■ **BRIEF**:
Show every line of the data that includes the word "FilterRule".

(Beginning of DATASET EXTRACT)

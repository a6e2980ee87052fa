//! Axum HTTP surface.

pub mod strings;

use axum::http::StatusCode;
use axum::response::{IntoResponse, Response};
use axum::routing::get;
use axum::{Json, Router};
use serde_json::{json, Value};

use crate::analyzer::AnalyzeError;
use crate::filters::natural_language::ParseError;
use crate::models::ErrorBody;
use crate::state::AppState;
use crate::store::StoreError;

/// Build the application router.
pub fn router(state: AppState) -> Router {
    Router::new()
        .route("/", get(health))
        .route(
            "/strings",
            get(strings::list_strings).post(strings::create_string),
        )
        // Static segment takes priority over the `{value}` capture
        .route(
            "/strings/filter-by-natural-language",
            get(strings::filter_by_natural_language),
        )
        .route(
            "/strings/{value}",
            get(strings::get_string).delete(strings::delete_string),
        )
        .with_state(state)
}

/// GET / - liveness probe
pub async fn health() -> Json<Value> {
    Json(json!({ "status": "ok" }))
}

/// Error returned by every handler, rendered as `{"error", "message"}`.
#[derive(Debug)]
pub struct ApiError {
    pub status: StatusCode,
    pub message: String,
}

impl ApiError {
    pub fn new(status: StatusCode, message: impl Into<String>) -> Self {
        Self {
            status,
            message: message.into(),
        }
    }

    pub fn bad_request(message: impl Into<String>) -> Self {
        Self::new(StatusCode::BAD_REQUEST, message)
    }

    pub fn not_found() -> Self {
        Self::new(StatusCode::NOT_FOUND, "String does not exist in the system")
    }
}

impl IntoResponse for ApiError {
    fn into_response(self) -> Response {
        let body = ErrorBody {
            error: self
                .status
                .canonical_reason()
                .unwrap_or("Error")
                .to_string(),
            message: self.message,
        };
        (self.status, Json(body)).into_response()
    }
}

impl From<AnalyzeError> for ApiError {
    fn from(e: AnalyzeError) -> Self {
        match e {
            AnalyzeError::ValueTooLong { .. } => {
                Self::new(StatusCode::PAYLOAD_TOO_LARGE, e.to_string())
            }
            AnalyzeError::InvalidType(_) => {
                Self::new(StatusCode::UNPROCESSABLE_ENTITY, e.to_string())
            }
        }
    }
}

impl From<ParseError> for ApiError {
    fn from(e: ParseError) -> Self {
        match e {
            ParseError::ConflictingFilters(_) => {
                Self::new(StatusCode::UNPROCESSABLE_ENTITY, e.to_string())
            }
            ParseError::Unparsable | ParseError::InvalidNumber(_) => {
                Self::bad_request("Unable to parse natural language query")
            }
        }
    }
}

impl From<StoreError> for ApiError {
    fn from(e: StoreError) -> Self {
        match e {
            StoreError::Conflict(_) => {
                Self::new(StatusCode::CONFLICT, "String already exists in the system")
            }
            other => {
                tracing::error!("Store error: {other}");
                Self::new(StatusCode::INTERNAL_SERVER_ERROR, other.to_string())
            }
        }
    }
}

#[cfg(test)]
mod tests {
    use super::*;

    #[test]
    fn test_analyze_errors_map_to_statuses() {
        let too_long = ApiError::from(AnalyzeError::ValueTooLong { length: 11, max: 10 });
        assert_eq!(too_long.status, StatusCode::PAYLOAD_TOO_LARGE);
        let bad_type = ApiError::from(AnalyzeError::InvalidType("number"));
        assert_eq!(bad_type.status, StatusCode::UNPROCESSABLE_ENTITY);
    }

    #[test]
    fn test_parse_errors_map_to_statuses() {
        assert_eq!(
            ApiError::from(ParseError::Unparsable).status,
            StatusCode::BAD_REQUEST
        );
        assert_eq!(
            ApiError::from(ParseError::InvalidNumber("9".repeat(30))).status,
            StatusCode::BAD_REQUEST
        );
        let conflict = ApiError::from(ParseError::ConflictingFilters("x".to_string()));
        assert_eq!(conflict.status, StatusCode::UNPROCESSABLE_ENTITY);
        assert!(conflict.message.contains("conflicting"));
    }

    #[test]
    fn test_store_conflict_is_409() {
        let err = ApiError::from(StoreError::Conflict("abc".to_string()));
        assert_eq!(err.status, StatusCode::CONFLICT);
    }
}
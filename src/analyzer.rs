//! Derives the deterministic properties of a string.
//!
//! All counts are in Unicode codepoints. Whitespace is dropped before the
//! palindrome check and the distinct-character count, but it stays in the
//! frequency map, so `sum(character_frequency_map) == length` always holds.

use chrono::{DateTime, Utc};
use sha2::{Digest, Sha256};
use std::collections::{BTreeMap, HashSet};
use thiserror::Error;

use crate::models::{AnalyzedString, StringProperties};

/// Default upper bound on value length, in codepoints.
pub const DEFAULT_MAX_LENGTH: usize = 10_000;

#[derive(Debug, Error, PartialEq, Eq)]
pub enum AnalyzeError {
    #[error("value is {length} characters long; the maximum is {max}")]
    ValueTooLong { length: usize, max: usize },
    #[error("invalid data type for \"value\" (must be string, got {0})")]
    InvalidType(&'static str),
}

/// Stateless analyzer configured with a single length bound.
#[derive(Debug, Clone, Copy)]
pub struct StringAnalyzer {
    max_length: usize,
}

impl Default for StringAnalyzer {
    fn default() -> Self {
        Self::new(DEFAULT_MAX_LENGTH)
    }
}

impl StringAnalyzer {
    pub fn new(max_length: usize) -> Self {
        Self { max_length }
    }

    pub fn max_length(&self) -> usize {
        self.max_length
    }

    /// Analyze `value`, stamping it with the current time.
    pub fn analyze(&self, value: &str) -> Result<AnalyzedString, AnalyzeError> {
        self.analyze_at(value, Utc::now())
    }

    /// Analyze a JSON value, rejecting anything that is not a string.
    pub fn analyze_json(&self, value: &serde_json::Value) -> Result<AnalyzedString, AnalyzeError> {
        match value {
            serde_json::Value::String(s) => self.analyze(s),
            other => Err(AnalyzeError::InvalidType(json_kind(other))),
        }
    }

    /// Analyze with an explicit timestamp. The bound is checked before
    /// anything is hashed.
    pub fn analyze_at(
        &self,
        value: &str,
        created_at: DateTime<Utc>,
    ) -> Result<AnalyzedString, AnalyzeError> {
        let length = value.chars().count();
        if length > self.max_length {
            return Err(AnalyzeError::ValueTooLong {
                length,
                max: self.max_length,
            });
        }

        let hash = sha256_hex(value);
        Ok(AnalyzedString {
            id: hash.clone(),
            value: value.to_string(),
            properties: StringProperties {
                length,
                is_palindrome: is_palindrome(value),
                unique_characters: unique_characters(value),
                word_count: word_count(value),
                sha256_hash: hash,
                character_frequency_map: character_frequency_map(value),
            },
            created_at,
        })
    }
}

/// Hex SHA-256 of the UTF-8 bytes.
pub fn sha256_hex(value: &str) -> String {
    let mut hasher = Sha256::new();
    hasher.update(value.as_bytes());
    hex::encode(hasher.finalize())
}

/// Simple lowercase with all whitespace removed, compared against its own
/// reversal. Empty and single-character strings are palindromes.
pub fn is_palindrome(value: &str) -> bool {
    let cleaned: Vec<char> = value
        .chars()
        .filter(|c| !c.is_whitespace())
        .map(simple_lowercase)
        .collect();
    cleaned.iter().eq(cleaned.iter().rev())
}

/// One codepoint in, one codepoint out. Characters whose full lowercase
/// mapping expands (e.g. 'İ' to "i\u{307}") are kept as they are.
fn simple_lowercase(c: char) -> char {
    let mut lower = c.to_lowercase();
    match (lower.next(), lower.next()) {
        (Some(l), None) => l,
        _ => c,
    }
}

pub fn unique_characters(value: &str) -> usize {
    value
        .chars()
        .filter(|c| !c.is_whitespace())
        .collect::<HashSet<char>>()
        .len()
}

/// Maximal runs of non-whitespace. Empty or all-whitespace input is 0.
pub fn word_count(value: &str) -> usize {
    value.split_whitespace().count()
}

pub fn character_frequency_map(value: &str) -> BTreeMap<char, usize> {
    let mut freq = BTreeMap::new();
    for c in value.chars() {
        *freq.entry(c).or_insert(0) += 1;
    }
    freq
}

fn json_kind(value: &serde_json::Value) -> &'static str {
    match value {
        serde_json::Value::Null => "null",
        serde_json::Value::Bool(_) => "boolean",
        serde_json::Value::Number(_) => "number",
        serde_json::Value::String(_) => "string",
        serde_json::Value::Array(_) => "array",
        serde_json::Value::Object(_) => "object",
    }
}
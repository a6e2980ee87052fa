use axum::extract::rejection::{JsonRejection, QueryRejection};
use axum::extract::{Path, Query, State};
use axum::http::StatusCode;
use axum::Json;
use serde_json::Value;

use super::ApiError;
use crate::filters::{CharacterMatch, FilterSet};
use crate::models::{
    AnalyzedString, InterpretedQuery, ListStringsQuery, ListStringsResponse,
    NaturalLanguageQuery, NaturalLanguageResponse,
};
use crate::state::AppState;

/// POST /strings - Analyze and store a new string
pub async fn create_string(
    State(state): State<AppState>,
    payload: Result<Json<Value>, JsonRejection>,
) -> Result<(StatusCode, Json<AnalyzedString>), ApiError> {
    let Json(body) = payload.map_err(|e| ApiError::bad_request(e.body_text()))?;
    let value = body
        .get("value")
        .ok_or_else(|| ApiError::bad_request("Missing required field: value"))?;

    let analyzed = state.analyzer.analyze_json(value)?;

    // Duplicates surface as a store conflict; there is no separate existence check
    let stored = match state.store.insert(&analyzed).await {
        Ok(stored) => stored,
        Err(e) => {
            tracing::debug!("Insert of {} rejected: {e}", analyzed.id);
            return Err(e.into());
        }
    };

    tracing::info!(
        "Stored string {} ({} chars)",
        stored.id,
        stored.properties.length
    );
    Ok((StatusCode::CREATED, Json(stored)))
}

/// GET /strings/{value} - Fetch one string by its exact value
pub async fn get_string(
    State(state): State<AppState>,
    Path(value): Path<String>,
) -> Result<Json<AnalyzedString>, ApiError> {
    state
        .store
        .get_by_value(&value)
        .await?
        .map(Json)
        .ok_or_else(ApiError::not_found)
}

/// GET /strings - List strings matching optional structured filters
pub async fn list_strings(
    State(state): State<AppState>,
    query: Result<Query<ListStringsQuery>, QueryRejection>,
) -> Result<Json<ListStringsResponse>, ApiError> {
    let Query(query) = query.map_err(|e| ApiError::bad_request(e.body_text()))?;
    let filters = parse_list_filters(&query)?;

    let rows = state.store.list_where(&filters.store_predicate()).await?;
    let data = filters.apply_residual(rows, CharacterMatch::Exact);

    Ok(Json(ListStringsResponse {
        count: data.len(),
        data,
        filters_applied: filters,
    }))
}

/// GET /strings/filter-by-natural-language?query=... - Filter by an English phrase
pub async fn filter_by_natural_language(
    State(state): State<AppState>,
    params: Result<Query<NaturalLanguageQuery>, QueryRejection>,
) -> Result<Json<NaturalLanguageResponse>, ApiError> {
    let Query(params) = params.map_err(|e| ApiError::bad_request(e.body_text()))?;
    let original = params
        .query
        .filter(|q| !q.trim().is_empty())
        .ok_or_else(|| ApiError::bad_request("Missing or invalid query parameter"))?;

    let filters = match state.parser.interpret(original.trim()) {
        Ok(filters) => filters,
        Err(e) => {
            tracing::info!("Rejected natural language query {original:?}: {e}");
            return Err(e.into());
        }
    };
    tracing::debug!("Interpreted {original:?} as {filters:?}");

    let rows = state.store.list_where(&filters.store_predicate()).await?;
    let data = filters.apply_residual(rows, CharacterMatch::IgnoreCase);

    Ok(Json(NaturalLanguageResponse {
        count: data.len(),
        data,
        interpreted_query: InterpretedQuery {
            original,
            parsed_filters: filters,
        },
    }))
}

/// DELETE /strings/{value} - Remove a string by its exact value
pub async fn delete_string(
    State(state): State<AppState>,
    Path(value): Path<String>,
) -> Result<StatusCode, ApiError> {
    if !state.store.delete_by_value(&value).await? {
        return Err(ApiError::not_found());
    }
    tracing::info!("Deleted string {value:?}");
    Ok(StatusCode::NO_CONTENT)
}

/// Validate GET /strings query parameters into a FilterSet.
pub fn parse_list_filters(query: &ListStringsQuery) -> Result<FilterSet, ApiError> {
    let mut filters = FilterSet::default();

    if let Some(raw) = &query.is_palindrome {
        filters.is_palindrome = Some(match raw.as_str() {
            "true" => true,
            "false" => false,
            _ => {
                return Err(ApiError::bad_request(
                    "Invalid value for is_palindrome. Must be true or false",
                ))
            }
        });
    }
    filters.min_length = non_negative("min_length", query.min_length.as_deref())?;
    filters.max_length = non_negative("max_length", query.max_length.as_deref())?;
    filters.word_count = non_negative("word_count", query.word_count.as_deref())?;

    if let Some(raw) = &query.contains_character {
        let mut chars = raw.chars();
        match (chars.next(), chars.next()) {
            (Some(c), None) => filters.contains_character = Some(c),
            _ => {
                return Err(ApiError::bad_request(
                    "Invalid value for contains_character. Must be a single character",
                ))
            }
        }
    }

    Ok(filters)
}

fn non_negative(name: &str, raw: Option<&str>) -> Result<Option<usize>, ApiError> {
    raw.map(|v| {
        v.trim().parse::<usize>().map_err(|_| {
            ApiError::bad_request(format!(
                "Invalid value for {name}. Must be a non-negative integer"
            ))
        })
    })
    .transpose()
}
//! # strings-api
//!
//! A small REST service that analyzes strings, stores the results, and
//! filters them either with structured query parameters or with a short
//! plain-English phrase.
//!
//! ## Architecture
//!
//! ```text
//!   POST /strings {value}                GET /strings/filter-by-natural-language?query=
//!          │                                              │
//!          ▼                                              ▼
//!   ┌──────────────┐                            ┌───────────────────┐
//!   │StringAnalyzer│ length bound, SHA-256 id,  │   FilterParser    │ ordered rule table,
//!   │              │ palindrome, counts, freq   │                   │ last write wins
//!   └──────┬───────┘                            └─────────┬─────────┘
//!          │ AnalyzedString                               │ FilterSet
//!          ▼                                              ▼
//!   ┌──────────────────────────────────────────────────────────────┐
//!   │                 RecordStore (memory | hosted table)          │
//!   │  insert (409 on duplicate id) · get · list_where · delete    │
//!   └──────────────────────────────┬───────────────────────────────┘
//!                                  │ rows matching palindrome/length/word_count
//!                                  ▼
//!                     contains_character applied in-process
//! ```
//!
//! ## Module Overview
//!
//! - [`config`] - Environment-based configuration for the server, length bound and store
//! - [`models`] - `AnalyzedString` and request/response types
//! - [`analyzer`] - Deterministic string properties and the SHA-256 content id
//! - [`filters`] - `FilterSet` and residual character matching
//! - [`filters::natural_language`] - English phrase to `FilterSet` rule table
//! - [`store`] - `RecordStore` trait with in-memory and PostgREST-style backends
//! - [`api`] - Axum router, handlers and error rendering
//! - [`state`] - Shared application state

pub mod analyzer;
pub mod api;
pub mod config;
pub mod filters;
pub mod models;
pub mod state;
pub mod store;
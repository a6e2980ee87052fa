use tracing_subscriber::EnvFilter;

use strings_api::api;
use strings_api::config::Config;
use strings_api::state::AppState;

#[tokio::main]
async fn main() -> anyhow::Result<()> {
    // Initialize tracing
    tracing_subscriber::fmt()
        .with_env_filter(
            EnvFilter::try_from_default_env().unwrap_or_else(|_| EnvFilter::new("info")),
        )
        .init();

    let config = Config::from_env();
    tracing::info!("Max value length: {} characters", config.max_value_length);
    match &config.store.base_url {
        Some(url) if config.store.is_remote() => {
            tracing::info!("Store: table '{}' at {url}", config.store.table)
        }
        _ => tracing::info!("Store: in-memory"),
    }

    let state = AppState::new(config.clone())?;
    let app = api::router(state);

    let listener = tokio::net::TcpListener::bind(&config.bind_addr).await?;
    tracing::info!("Server listening on {}", config.bind_addr);

    axum::serve(listener, app).await?;
    Ok(())
}
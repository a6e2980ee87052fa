//! Plain-English phrase to [`FilterSet`] translation.
//!
//! The parser is a fixed, ordered table of `(pattern, effect)` rules matched
//! against the lower-cased phrase. Every matching rule applies its effect in
//! table order, so when two rules of the same category match, the later one
//! wins. Rules from different categories combine freely.
//!
//! ## Example Phrases
//!
//! - "all single word palindromic strings"
//! - "strings longer than 10 characters"
//! - "strings containing the letter z"
//! - "palindromic strings that contain the first vowel"

use regex::{Captures, Regex};
use serde::Serialize;
use thiserror::Error;

use super::FilterSet;

#[derive(Debug, Error, PartialEq, Eq)]
pub enum ParseError {
    #[error("unable to parse natural language query into valid filters")]
    Unparsable,
    #[error("conflicting length filters: {0}")]
    ConflictingFilters(String),
    #[error("number out of range in query: {0}")]
    InvalidNumber(String),
}

/// Which FilterSet field a rule writes.
#[derive(Debug, Clone, Copy, PartialEq, Eq, Serialize)]
#[serde(rename_all = "snake_case")]
pub enum FilterCategory {
    Palindrome,
    WordCount,
    Length,
    Character,
}

type Effect = fn(&Captures, &mut FilterSet) -> Result<(), ParseError>;

struct FilterRule {
    category: FilterCategory,
    regex: Regex,
    apply: Effect,
}

/// Natural language filter parser
pub struct FilterParser {
    rules: Vec<FilterRule>,
}

impl Default for FilterParser {
    fn default() -> Self {
        Self::new()
    }
}

impl FilterParser {
    pub fn new() -> Self {
        Self {
            rules: Self::build_rules(),
        }
    }

    fn build_rules() -> Vec<FilterRule> {
        // Patterns are compile-time constants; a failure here is a typo in this table.
        fn rule(category: FilterCategory, pattern: &str, apply: Effect) -> FilterRule {
            FilterRule {
                category,
                regex: Regex::new(pattern).expect("filter rule pattern must compile"),
                apply,
            }
        }

        vec![
            rule(FilterCategory::Palindrome, r"palindrom(?:e|ic)", |_, f| {
                f.is_palindrome = Some(true);
                Ok(())
            }),
            rule(
                FilterCategory::WordCount,
                r"single word|one word|1 word",
                |_, f| {
                    f.word_count = Some(1);
                    Ok(())
                },
            ),
            rule(FilterCategory::WordCount, r"two word|2 word", |_, f| {
                f.word_count = Some(2);
                Ok(())
            }),
            rule(FilterCategory::WordCount, r"three word|3 word", |_, f| {
                f.word_count = Some(3);
                Ok(())
            }),
            rule(FilterCategory::Length, r"longer than ([0-9]+)", |caps, f| {
                let n = capture_number(caps)?;
                let min = n
                    .checked_add(1)
                    .ok_or_else(|| ParseError::InvalidNumber(n.to_string()))?;
                f.min_length = Some(min);
                Ok(())
            }),
            rule(FilterCategory::Length, r"shorter than ([0-9]+)", |caps, f| {
                let n = capture_number(caps)?;
                match n.checked_sub(1) {
                    Some(max) => set_max_length(f, max),
                    // Left for validate; a later max_length rule may still replace it
                    None => {
                        f.max_length = None;
                        f.max_below_zero = true;
                    }
                }
                Ok(())
            }),
            rule(
                FilterCategory::Length,
                r"at least ([0-9]+) character",
                |caps, f| {
                    f.min_length = Some(capture_number(caps)?);
                    Ok(())
                },
            ),
            rule(
                FilterCategory::Length,
                r"at most ([0-9]+) character",
                |caps, f| {
                    set_max_length(f, capture_number(caps)?);
                    Ok(())
                },
            ),
            rule(
                FilterCategory::Length,
                r"exactly ([0-9]+) character",
                |caps, f| {
                    let n = capture_number(caps)?;
                    f.min_length = Some(n);
                    set_max_length(f, n);
                    Ok(())
                },
            ),
            rule(
                FilterCategory::Character,
                r"(?:containing|contains|with) (?:the )?letter ([a-z])",
                capture_character,
            ),
            rule(
                FilterCategory::Character,
                r"(?:containing|contains|with) (?:the )?character (\S)",
                capture_character,
            ),
            // Vowel ordinals run highest first so the lowest one named wins
            rule(FilterCategory::Character, r"fifth vowel", |_, f| {
                f.contains_character = Some('u');
                Ok(())
            }),
            rule(FilterCategory::Character, r"fourth vowel", |_, f| {
                f.contains_character = Some('o');
                Ok(())
            }),
            rule(FilterCategory::Character, r"third vowel", |_, f| {
                f.contains_character = Some('i');
                Ok(())
            }),
            rule(FilterCategory::Character, r"second vowel", |_, f| {
                f.contains_character = Some('e');
                Ok(())
            }),
            rule(FilterCategory::Character, r"first vowel", |_, f| {
                f.contains_character = Some('a');
                Ok(())
            }),
        ]
    }

    /// Apply every matching rule in table order. The result may be empty or
    /// contradictory; see [`FilterParser::validate`].
    pub fn parse(&self, phrase: &str) -> Result<FilterSet, ParseError> {
        let lowered = phrase.to_lowercase();
        let mut filters = FilterSet::default();

        for rule in &self.rules {
            if let Some(caps) = rule.regex.captures(&lowered) {
                (rule.apply)(&caps, &mut filters)?;
            }
        }

        Ok(filters)
    }

    /// Reject filter sets that matched nothing or whose length bounds cross.
    pub fn validate(filters: &FilterSet) -> Result<(), ParseError> {
        if filters.is_empty() {
            return Err(ParseError::Unparsable);
        }
        if filters.max_below_zero {
            return Err(ParseError::ConflictingFilters(
                "no string is shorter than 0 characters".to_string(),
            ));
        }
        if let (Some(min), Some(max)) = (filters.min_length, filters.max_length) {
            if min > max {
                return Err(ParseError::ConflictingFilters(format!(
                    "min_length ({min}) cannot be greater than max_length ({max})"
                )));
            }
        }
        Ok(())
    }

    /// `parse` followed by `validate`.
    pub fn interpret(&self, phrase: &str) -> Result<FilterSet, ParseError> {
        let filters = self.parse(phrase)?;
        Self::validate(&filters)?;
        Ok(filters)
    }
}

fn capture_number(caps: &Captures) -> Result<usize, ParseError> {
    let raw = caps.get(1).map(|m| m.as_str()).unwrap_or_default();
    raw.parse()
        .map_err(|_| ParseError::InvalidNumber(raw.to_string()))
}

fn set_max_length(filters: &mut FilterSet, max: usize) {
    filters.max_length = Some(max);
    filters.max_below_zero = false;
}

fn capture_character(caps: &Captures, filters: &mut FilterSet) -> Result<(), ParseError> {
    if let Some(c) = caps.get(1).and_then(|m| m.as_str().chars().next()) {
        filters.contains_character = Some(c);
    }
    Ok(())
}

#[cfg(test)]
mod tests {
    use super::*;

    fn parse(phrase: &str) -> FilterSet {
        FilterParser::new().parse(phrase).unwrap()
    }

    #[test]
    fn test_palindromic_and_longer_than() {
        let filters = parse("strings that are palindromic and longer than 5");
        assert_eq!(
            filters,
            FilterSet {
                is_palindrome: Some(true),
                min_length: Some(6),
                ..Default::default()
            }
        );
    }

    #[test]
    fn test_single_word_palindromic() {
        let filters = parse("all single word palindromic strings");
        assert_eq!(filters.is_palindrome, Some(true));
        assert_eq!(filters.word_count, Some(1));
    }

    #[test]
    fn test_matching_is_case_insensitive() {
        let filters = parse("PALINDROME strings With The Letter Q");
        assert_eq!(filters.is_palindrome, Some(true));
        assert_eq!(filters.contains_character, Some('q'));
    }

    #[test]
    fn test_word_count_last_rule_wins() {
        assert_eq!(parse("two word or three word").word_count, Some(3));
        assert_eq!(parse("three word or two word").word_count, Some(3));
        assert_eq!(parse("1 word or 2 words").word_count, Some(2));
    }

    #[test]
    fn test_shorter_than() {
        assert_eq!(parse("shorter than 10").max_length, Some(9));
    }

    #[test]
    fn test_shorter_than_zero_is_a_conflict() {
        let filters = parse("shorter than 0");
        assert!(!filters.is_empty());
        assert_eq!(filters.max_length, None);
        assert!(matches!(
            FilterParser::validate(&filters),
            Err(ParseError::ConflictingFilters(_))
        ));
    }

    #[test]
    fn test_later_max_rule_replaces_shorter_than_zero() {
        let parser = FilterParser::new();
        let filters = parser
            .interpret("shorter than 0 characters or at most 5 characters")
            .unwrap();
        assert_eq!(filters.max_length, Some(5));

        let filters = parser
            .interpret("shorter than 0 or exactly 4 characters")
            .unwrap();
        assert_eq!(filters.min_length, Some(4));
        assert_eq!(filters.max_length, Some(4));
    }

    #[test]
    fn test_min_rule_does_not_clear_shorter_than_zero() {
        let parser = FilterParser::new();
        assert!(matches!(
            parser.interpret("shorter than 0 and at least 2 characters"),
            Err(ParseError::ConflictingFilters(_))
        ));
    }

    #[test]
    fn test_at_least_and_at_most() {
        let filters = parse("at least 3 characters and at most 8 characters");
        assert_eq!(filters.min_length, Some(3));
        assert_eq!(filters.max_length, Some(8));
    }

    #[test]
    fn test_at_least_overrides_longer_than() {
        // Same category, later rule in the table
        let filters = parse("longer than 20 and at least 4 characters");
        assert_eq!(filters.min_length, Some(4));
    }

    #[test]
    fn test_exactly_sets_both_bounds() {
        let filters = parse("exactly 7 characters");
        assert_eq!(filters.min_length, Some(7));
        assert_eq!(filters.max_length, Some(7));
        assert!(FilterParser::validate(&filters).is_ok());
    }

    #[test]
    fn test_contains_letter_variants() {
        assert_eq!(parse("strings containing the letter z").contains_character, Some('z'));
        assert_eq!(parse("contains letter b").contains_character, Some('b'));
        assert_eq!(parse("words with the character x").contains_character, Some('x'));
    }

    #[test]
    fn test_vowel_ordinals() {
        assert_eq!(parse("contain the first vowel").contains_character, Some('a'));
        assert_eq!(parse("second vowel").contains_character, Some('e'));
        assert_eq!(parse("third vowel").contains_character, Some('i'));
        assert_eq!(parse("fourth vowel").contains_character, Some('o'));
        assert_eq!(parse("fifth vowel").contains_character, Some('u'));
    }

    #[test]
    fn test_lowest_vowel_ordinal_wins() {
        assert_eq!(
            parse("the first vowel or the second vowel").contains_character,
            Some('a')
        );
        assert_eq!(
            parse("the fifth vowel or the third vowel").contains_character,
            Some('i')
        );
    }

    #[test]
    fn test_vowel_overrides_explicit_letter() {
        let filters = parse("containing the letter z and the first vowel");
        assert_eq!(filters.contains_character, Some('a'));
    }

    #[test]
    fn test_categories_combine() {
        let filters = parse("palindromic two word strings longer than 3 containing the letter a");
        assert_eq!(
            filters,
            FilterSet {
                is_palindrome: Some(true),
                min_length: Some(4),
                max_length: None,
                word_count: Some(2),
                contains_character: Some('a'),
                ..Default::default()
            }
        );
    }

    #[test]
    fn test_unmatched_phrase_is_unparsable() {
        let filters = parse("banana");
        assert!(filters.is_empty());
        assert_eq!(FilterParser::validate(&filters), Err(ParseError::Unparsable));
    }

    #[test]
    fn test_cross_rule_conflict_detected_after_parse() {
        let parser = FilterParser::new();
        let filters = parser
            .parse("shorter than 3 characters and at least 10 characters")
            .unwrap();
        assert_eq!(filters.min_length, Some(10));
        assert_eq!(filters.max_length, Some(2));
        assert!(matches!(
            FilterParser::validate(&filters),
            Err(ParseError::ConflictingFilters(_))
        ));
    }

    #[test]
    fn test_overflowing_number_is_rejected() {
        let err = FilterParser::new()
            .parse("longer than 999999999999999999999999999")
            .unwrap_err();
        assert!(matches!(err, ParseError::InvalidNumber(_)));
    }

    #[test]
    fn test_interpret_runs_validation() {
        let parser = FilterParser::new();
        assert_eq!(parser.interpret("hello there"), Err(ParseError::Unparsable));
        assert!(parser.interpret("palindrome").is_ok());
    }

    #[test]
    fn test_rule_table_order_is_stable() {
        let parser = FilterParser::new();
        let categories: Vec<FilterCategory> = parser.rules.iter().map(|r| r.category).collect();
        assert_eq!(categories.len(), 16);
        assert_eq!(categories[0], FilterCategory::Palindrome);
        assert_eq!(categories[1..4], [FilterCategory::WordCount; 3]);
        assert_eq!(categories[4..9], [FilterCategory::Length; 5]);
        assert_eq!(categories[9..], [FilterCategory::Character; 7]);
    }
}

(End of DATASET EXTRACT)

■ **YOUR RESPONSE**:
struct FilterRule {
    rules: Vec<FilterRule>,
    fn build_rules() -> Vec<FilterRule> {
        fn rule(category: FilterCategory, pattern: &str, apply: Effect) -> FilterRule {
            FilterRule {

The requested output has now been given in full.